Sukahr V State of Up 1999 PDF
Sukahr V State of Up 1999 PDF
Equivalent citations: AIR 1999 SUPREME COURT 3883, 1999 (9) SCC 507,
1999 AIR SCW 3968, 1999 ALL. L. J. 2578, 1999 (8) ADSC 636, 1999 (3)
CRIMES 191, 2000 CRILR(SC MAH GUJ) 60, 2000 (2) LRI 1198, (2000) 2 KER
LT 10, 2000 CRILR(SC&MP) 60, 1999 (10) SRJ 52, (1999) 7 JT 537 (SC), (1999)
6 SCALE 280, (2000) MAD LJ(CRI) 180, (1999) 4 ALLCRILR 60, (1999) 26
ALLCRIR 2283, (1999) 39 ALLCRIC 831, (1999) 3 CHANDCRIC 97, (1999) 4
CURCRIR 85, (2000) 1 CALLT 52, (1999) 17 OCR 635, (2000) 1 EASTCRIC 319,
(1999) 8 SUPREME 568, (2000) MADLW(CRI) 501, (2000) SCCRIR 20, 2000
SCC (CRI) 419, (1999) 2 EASTCRIC 810, (1999) 3 BLJ 841, 2000 BLJR 1 54,
(1999) 4 CRIMES 191, (2000) 1 PAT LJR 56
Author: M.Srinivasan
Bench: M.Srinivasan
PETITIONER:
SUKHAR
Vs.
RESPONDENT:
STATE OF UTTAR PRADESH
BENCH:
G.B.Pattanaik, M.Srinivasan, N.S.Heger
JUDGMENT:
PATTANAIK, J.
The appellant stood charged for the offence under Section 307 IPC for causing injury to Nakkal on
17.4.78 at 7.30 a.m. near the Chak in village Tejalhera in the district of Mjuzaffarnagar. On the basis
of materials available on record through the prosecution witnesses, the learned Additional Sessions
Judge convicted him for the offence under Section 307 and sentenced him to rigorous imprisonment
of five years. On an appeal being carried, the High Court of Allahabad upheld the conviction and
sentence of the appellant and dismissed the appeal. This Court having granted leave, the present
appeal is before us. Prosecution case in nutshell is that Nakkal appeared at the police station on the
date of occurrence at 9.40 a.m. and narrated the incident as to how he was injured by the accused.
The police then treated the said statement as First Information Report and started investigation.

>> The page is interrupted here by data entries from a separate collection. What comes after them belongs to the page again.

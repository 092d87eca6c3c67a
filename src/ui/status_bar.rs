use ratatui::{
    layout::Rect,
    style::{Modifier, Style},
    text::{Line, Span},
    widgets::Paragraph,
    Frame,
};

use super::styles;
use crate::app::App;

/// Top bar: app name, repo root, PR count.
pub fn render_top_bar(f: &mut Frame, area: Rect, app: &App) {
    let line = Line::from(vec![
        Span::styled(
            " prl ",
            Style::default()
                .fg(styles::BG)
                .bg(styles::PURPLE)
                .add_modifier(Modifier::BOLD),
        ),
        Span::styled(format!("  {}", app.repo_root), styles::muted_style()),
        Span::styled(
            format!("  {} open", app.prs.len()),
            styles::dim_style(),
        ),
    ]);
    f.render_widget(
        Paragraph::new(line).style(Style::default().bg(styles::SURFACE)),
        area,
    );
}

/// Bottom bar: transient status message when present, key hints otherwise.
pub fn render_bottom_bar(f: &mut Frame, area: Rect, app: &App) {
    let line = match &app.status_message {
        Some(msg) => Line::from(Span::styled(
            format!(" {msg}"),
            Style::default().fg(styles::YELLOW),
        )),
        None => {
            let hints = [
                ("j/k", "select"),
                ("d/u", "scroll"),
                ("p", "preview"),
                ("r", "refresh"),
                ("q", "quit"),
            ];
            let mut spans = Vec::new();
            for (key, label) in hints {
                spans.push(Span::styled(format!(" {key}"), styles::key_hint_style()));
                spans.push(Span::styled(format!(" {label} "), styles::dim_style()));
            }
            Line::from(spans)
        }
    };
    f.render_widget(
        Paragraph::new(line).style(Style::default().bg(styles::SURFACE)),
        area,
    );
}
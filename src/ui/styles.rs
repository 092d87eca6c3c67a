use ratatui::style::{Color, Modifier, Style};

// ── Background colors ──
pub const BG: Color = Color::Rgb(12, 12, 12);
pub const SURFACE: Color = Color::Rgb(20, 20, 20);
pub const BORDER: Color = Color::Rgb(42, 42, 42);

// ── Text colors ──
pub const TEXT: Color = Color::Rgb(200, 200, 200);
pub const DIM: Color = Color::Rgb(102, 102, 102);
pub const MUTED: Color = Color::Rgb(136, 136, 136);
pub const BRIGHT: Color = Color::Rgb(232, 232, 232);

// ── Accent colors ──
pub const BLUE: Color = Color::Rgb(96, 165, 250);
pub const CYAN: Color = Color::Rgb(34, 211, 238);
pub const GREEN: Color = Color::Rgb(74, 222, 128);
pub const YELLOW: Color = Color::Rgb(250, 204, 21);
pub const RED: Color = Color::Rgb(248, 113, 113);
pub const PURPLE: Color = Color::Rgb(167, 139, 250);

// ── PR state pill backgrounds ──
pub const OPEN_BG: Color = Color::Rgb(20, 84, 45);
pub const CLOSED_BG: Color = Color::Rgb(110, 28, 36);
pub const MERGED_BG: Color = Color::Rgb(74, 48, 120);

// ── Composed styles ──

pub fn title_style() -> Style {
    Style::default().fg(BRIGHT).add_modifier(Modifier::BOLD)
}

pub fn muted_style() -> Style {
    Style::default().fg(MUTED)
}

pub fn dim_style() -> Style {
    Style::default().fg(DIM)
}

pub fn selected_style() -> Style {
    Style::default().fg(BLUE).bg(Color::Rgb(26, 42, 58))
}

pub fn key_hint_style() -> Style {
    Style::default().fg(MUTED).add_modifier(Modifier::BOLD)
}

/// Pill on a warning (red) background.
pub fn pill_warning() -> Style {
    Style::default().fg(BRIGHT).bg(RED)
}

/// Pill on a success (green) background.
pub fn pill_success() -> Style {
    Style::default().fg(BG).bg(GREEN)
}

/// Pill on a faint background, for in-flight checks.
pub fn pill_faint() -> Style {
    Style::default().fg(BRIGHT).bg(Color::Rgb(60, 60, 60))
}

pub fn check_success() -> Style {
    Style::default().fg(GREEN)
}

pub fn check_failure() -> Style {
    Style::default().fg(RED)
}

pub fn check_pending() -> Style {
    Style::default().fg(YELLOW)
}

The informant was then taken to the hospital for medical examination.As per the FIR, the accused
Sukhar is the nephew of Nakkal and had cultivated the land of Nakkal forcibly.When Nakkal
demanded batai, Sukhar abused Nakhal and refused to give any batai. Thus,there was enmity
between Nakkal and Sukhar. On the fateful day during the morning hours,while Nakkal was going
on the road, Sukhar caught hold of his back and fired a pistol shot towards him. Nakkal raised an
alarm on account of which Ram Kala and Pitam reached the scene of occurrence and at that point of
time, Nakkal fell down and the accused made his escape. The two witnesses, Pitam and Ram Kala,
brought Nakkal to the police station whereupon the police recorded the statement of Nakkal and
started investigation. The said Nakkal was examined by PW 5, the Doctor who was on duty at the
Primary Health Centre and gave the injury report, Exh. Ka-6. On completion of investigation, the
police submitted the charge-sheet and ultimately the accused stood his trial. During trial, the
prosecution witnesses, PW 1 and 2 merely stated as to what they heard from the injured at the
relevant point of time and according to PW 2, the injured had told him that the assailant, Sukhar
had fired upon him. It is to be stated that while the trial was pending the injured Nakkal died but the
prosecution did not make any attempt to establish how he died or his death is in any way connected
with the injury sustained by him on the relevant date of occurrence. Even it is not known as to when
he died. The learned Sessions Judge was of the opinion that the FIR recorded by the Investigating
Officer and the statement of Nakkal recorded under Section 161 of the Code of Criminal Procedure
was admissible under Section 33 of the Evidence Act and relying upon the said material as well as
the statement of PW 1 to the effect that the injured told him that the accused, Sukhar has fired at
him, the learned Sessions Judge convicted the accused/appellant under Section 307 IPC and
sentenced him to undergo rigorous imprisonment for five years. On an appeal, the High Court came
to the conclusion that the FIR as well as the statement given by the injured to the Investigating
Officer is not admissible as dying declaration under Section 32 of the Evidence Act and in our view,
the said conclusion is unassailable. The High Court further came to the conclusion that the
statement of the injured under Section 161 of the Code of Criminal Procedure could not be held
admissible in evidence under Section 33 of the Evidence Act and we do not see any infirmity with
the said conclusion. The High Court however heavily relied upon the statement of Pitam, PW 2 and
even though he was an eye witness to the occurrence but his evidence to the effect that as soon as he
reached the place where the injured was lying, the injured told him that the injury has been caused
on him by the appellant, should be admissible under Section 6 of the Evidence Act. On the basis of
aforesaid statement of PW 2 and the evidence of PW 5, the High Court came to the ultimate
conclusion that the charge under Section 307 has thus been established beyond reasonable doubt.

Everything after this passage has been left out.